Davies is currently collaborating with European Research Council fellow Dr Peter Oliver investigating neurodegenerative and movement disorders.

Davies is director of the Medical Research Council (MRC) functional genetics unit, a governor of the Wellcome Trust and, with Frances Ashcroft and Peter Donnelly is a director of the Oxford Centre for Gene Function. She was an Executive Editor of the journal Human Molecular Genetics. and stepped down in 2021.

In 2020, together with Richard P. Lifton, she co-chaired a commission report on the contentious subject of Hereditary Human Genome Editing, under the auspices of the National Academies of Sciences, Engineering, and Medicine and the UK Royal Society.

She has published more than 400 papers and won numerous awards for her work. She has been a Governor of the Wellcome Trust since 2008 and became Deputy chairman in 2013-18. She was the recipient of the Women in Science and Engineering (WISE) Lifetime Achievement Award in 2014.
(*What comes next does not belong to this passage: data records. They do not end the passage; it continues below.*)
//! Choosing the single percentage shown for a node.

use std::fmt;
use std::str::FromStr;

use serde::{Deserialize, Serialize};
use tokio::sync::watch;
use tracing::debug;

use crate::error::CovtreeError;
use crate::model::CoverageCounts;

/// Which scalar to surface for a node.
#[derive(
    Debug, Clone, Copy, PartialEq, Eq, Default, Serialize, Deserialize, clap::ValueEnum,
)]
#[serde(rename_all = "camelCase")]
pub enum MetricMode {
    /// Statement coverage only.
    Statement,
    /// The weakest of statement, branch and function coverage.
    Minimum,
    /// Covered units over total units across every present category.
    #[default]
    #[serde(alias = "total-coverage")]
    #[value(alias = "totalCoverage")]
    TotalCoverage,
}

impl MetricMode {
    pub fn as_str(&self) -> &'static str {
        match self {
            MetricMode::Statement => "statement",
            MetricMode::Minimum => "minimum",
            MetricMode::TotalCoverage => "totalCoverage",
        }
    }
}

impl fmt::Display for MetricMode {
    fn fmt(&self, f: &mut fmt::Formatter<'_>) -> fmt::Result {
        f.write_str(self.as_str())
    }
}

impl FromStr for MetricMode {
    type Err = CovtreeError;

    fn from_str(s: &str) -> std::result::Result<Self, Self::Err> {
        let normalized: String = s
            .chars()
            .filter(|c| !matches!(c, '-' | '_'))
            .collect::<String>()
            .to_lowercase();
        match normalized.as_str() {
            "statement" => Ok(MetricMode::Statement),
            "minimum" => Ok(MetricMode::Minimum),
            "totalcoverage" => Ok(MetricMode::TotalCoverage),
            _ => Err(CovtreeError::Config(format!(
                "Unknown metric '{s}'. Supported: statement, minimum, totalCoverage"
            ))),
        }
    }
}

/// The percentage to display for `counts` under `mode`.
#[must_use]
pub fn select_percent(counts: &CoverageCounts, mode: MetricMode) -> f64 {
    match mode {
        MetricMode::Statement => counts.statement.percent(),
        MetricMode::Minimum => counts
            .branch
            .iter()
            .chain(counts.function.iter())
            .map(|c| c.percent())
            .fold(counts.statement.percent(), f64::min),
        MetricMode::TotalCoverage => counts.total_percent(),
    }
}

/// The live metric mode. Observers subscribe to be told when it changes so
/// they can re-render; the coverage tree itself is untouched.
#[derive(Debug)]
pub struct MetricSetting {
    tx: watch::Sender<MetricMode>,
}

impl MetricSetting {
    pub fn new(mode: MetricMode) -> Self {
        let (tx, _) = watch::channel(mode);
        Self { tx }
    }

    #[must_use]
    pub fn get(&self) -> MetricMode {
        *self.tx.borrow()
    }

    /// Update the mode. Subscribers are notified only if it changed.
    /// Returns whether it changed.
    pub fn set(&self, mode: MetricMode) -> bool {
        let changed = self.tx.send_if_modified(|current| {
            if *current == mode {
                false
            } else {
                *current = mode;
                true
            }
        });
        if changed {
            debug!(%mode, "metric mode changed");
        }
        changed
    }

    pub fn subscribe(&self) -> watch::Receiver<MetricMode> {
        self.tx.subscribe()
    }
}

impl Default for MetricSetting {
    fn default() -> Self {
        Self::new(MetricMode::default())
    }
}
Her former doctoral students include Irene Miguel-Aliaga and Sonja Vernes.

===Controversy===
In 2022, she was one of fifteen co-authors on a paper describing the use of a nasal spray, pHOXWELL, to reduce infection with SARS-CoV-2.
The paper however came under scrutiny at the end of 2023, and was ultimately retracted in 2025 due to issues regarding the ethical approvals and subject recruitment of the study not adhering to the standards. The retraction came after an expression of concern was added to the paper in February 2025.

===Award and honours===
Davies was a founding Fellow of the Academy of Medical Sciences (FMedSci) in 1998, and was elected a Fellow of the Royal Society in 2003. Already a Commander of the Order of the British Empire (CBE), she was advanced to Dame Commander of the Order of the British Empire (DBE) in the 2008 New Year Honours. In 2009 she was awarded the Award for Excellence in Molecular Diagnostics by the Association for Molecular Pathology.

She is an Honorary Fellow, Somerville College, University of Oxford. She gave the inaugural Rose Lecture at Kingston University in 2012 and delivered the Harveian Oration at the Royal College of Physicians in 2013. In 2015, she was awarded the William Allan Award by the American Society of Human Genetics. She was appointed a Patron of The SMA Trust in September 2016.
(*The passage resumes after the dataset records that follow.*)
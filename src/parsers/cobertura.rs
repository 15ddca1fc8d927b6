//! Parser for Cobertura XML coverage reports.
//!
//! ```text
//! <coverage>
//!   <sources><source>/project</source></sources>
//!   <packages><package><classes>
//!     <class filename="src/app.py">
//!       <methods><method name="run"><lines><line number="3" hits="1"/></lines></method></methods>
//!       <lines>
//!         <line number="3" hits="1" branch="true" condition-coverage="50% (1/2)"/>
//!       </lines>
//!     </class>
//!   </classes></package></packages>
//! </coverage>
//! ```
//!
//! Lines can appear both under a `<method>` and under its `<class>`; they are
//! recorded once, keeping the highest hit count.
use std::collections::HashMap;
use std::sync::{Arc, LazyLock};

use quick_xml::events::{BytesStart, Event};
use quick_xml::reader::Reader;
use regex::Regex;

use super::{ParsedFile, Parser};
use crate::error::{CovtreeError, Result};

/// `condition-coverage="75% (3/4)"` → covered 3 of 4 arms.
static CONDITION_RE: LazyLock<Regex> =
    LazyLock::new(|| Regex::new(r"\((\d+)/(\d+)\)").expect("valid regex"));

pub struct CoberturaParser;

impl Parser for CoberturaParser {
    fn parse(&self, input: &[u8]) -> Result<Vec<ParsedFile>> {
        parse(input)
    }
}

struct MethodState {
    name: String,
    first_line: Option<u32>,
    hit: bool,
}

pub fn parse(input: &[u8]) -> Result<Vec<ParsedFile>> {
    let mut reader = Reader::from_reader(input);
    reader.trim_text(true);

    let mut files = Vec::new();
    let mut buf = Vec::new();
    let mut sources: Vec<String> = Vec::new();
    let mut in_source = false;
    let mut current: Option<ParsedFile> = None;
    let mut method: Option<MethodState> = None;

    loop {
        let event = reader.read_event_into(&mut buf).map_err(|e| CovtreeError::Xml {
            source: Arc::new(e),
            position: reader.buffer_position(),
        })?;
        match event {
            Event::Eof => break,
            Event::Start(ref e) | Event::Empty(ref e) => {
                let is_start = matches!(event, Event::Start(_));
                match e.name().as_ref() {
                    // A self-closing <source/> has no text and no end tag.
                    b"source" => in_source = is_start,
                    b"class" => {
                        let attrs = attributes(e);
                        if let Some(filename) = attrs.get("filename") {
                            files.extend(current.take());
                            current = Some(ParsedFile::new(resolve_source_path(
                                filename, &sources,
                            )));
                        }
                    }
                    b"method" => {
                        let attrs = attributes(e);
                        method = attrs.get("name").map(|name| MethodState {
                            name: name.clone(),
                            first_line: None,
                            hit: false,
                        });
                    }
                    b"line" => {
                        if let Some(file) = current.as_mut() {
                            record_line(file, method.as_mut(), &attributes(e));
                        }
                    }
                    _ => {}
                }
            }
            Event::Text(ref e) => {
                if in_source {
                    let text = e.unescape().map_err(|err| CovtreeError::Xml {
                        source: Arc::new(err),
                        position: reader.buffer_position(),
                    })?;
                    sources.push(text.into_owned());
                    in_source = false;
                }
            }
            Event::End(ref e) => match e.name().as_ref() {
                b"source" => in_source = false,
                b"class" => files.extend(current.take()),
                b"method" => {
                    if let (Some(file), Some(state)) = (current.as_mut(), method.take()) {
                        file.record_function(
                            state.name,
                            state.first_line,
                            u64::from(state.hit),
                        );
                    }
                }
                _ => {}
            },
            _ => {}
        }
        buf.clear();
    }

    files.extend(current.take());
    Ok(files)
}

fn record_line(
    file: &mut ParsedFile,
    method: Option<&mut MethodState>,
    attrs: &HashMap<String, String>,
) {
    let Some(line_number) = attrs.get("number").and_then(|n| n.parse::<u32>().ok()) else {
        return;
    };
    let hits = attrs
        .get("hits")
        .and_then(|h| h.parse::<u64>().ok())
        .unwrap_or(0);

    if let Some(method) = method {
        method.first_line.get_or_insert(line_number);
        method.hit |= hits > 0;
    }

    // Branch arms are only known in aggregate: the first `covered` arms are
    // recorded as taken once, the rest as never taken.
    let is_branch = attrs.get("branch").is_some_and(|b| b == "true");
    if is_branch && !file.has_branches(line_number) {
        if let Some(caps) = attrs
            .get("condition-coverage")
            .and_then(|c| CONDITION_RE.captures(c))
        {
            let covered: u32 = caps[1].parse().unwrap_or(0);
            let total: u32 = caps[2].parse().unwrap_or(0);
            for arm in 0..total {
                file.record_branch(line_number, u64::from(arm < covered), None);
            }
        }
    }

    file.record_line(line_number, hits);
}

/// Absolute filenames are kept; relative ones are joined to the first
/// non-empty `<source>`.
fn resolve_source_path(filename: &str, sources: &[String]) -> String {
    if filename.starts_with('/') {
        return filename.to_string();
    }
    sources
        .iter()
        .map(|s| s.trim_end_matches('/'))
        .find(|s| !s.is_empty())
        .map(|base| format!("{base}/{filename}"))
        .unwrap_or_else(|| filename.to_string())
}

fn attributes(e: &BytesStart) -> HashMap<String, String> {
    e.attributes()
        .filter_map(|attr| {
            let attr = attr.ok()?;
            let key = std::str::from_utf8(attr.key.local_name().into_inner())
                .ok()?
                .to_string();
            let value = attr.unescape_value().ok()?.into_owned();
            Some((key, value))
        })
        .collect()
}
Davies was awarded the Croonian Lecture by the Royal Society in 2018 for "her achievements in developing a prenatal test for Duchenne muscular dystrophy and for her work characterising the binding partners of the protein dystrophin".

==Personal life==
Davies continued to work with her former husband, Stephen G. Davies, on scientific projects, even after their separation in 2000. Their son studied Biology and gained a doctorate at the University of Edinburgh between 2006 and 2015. She married Christopher Williams in 2019.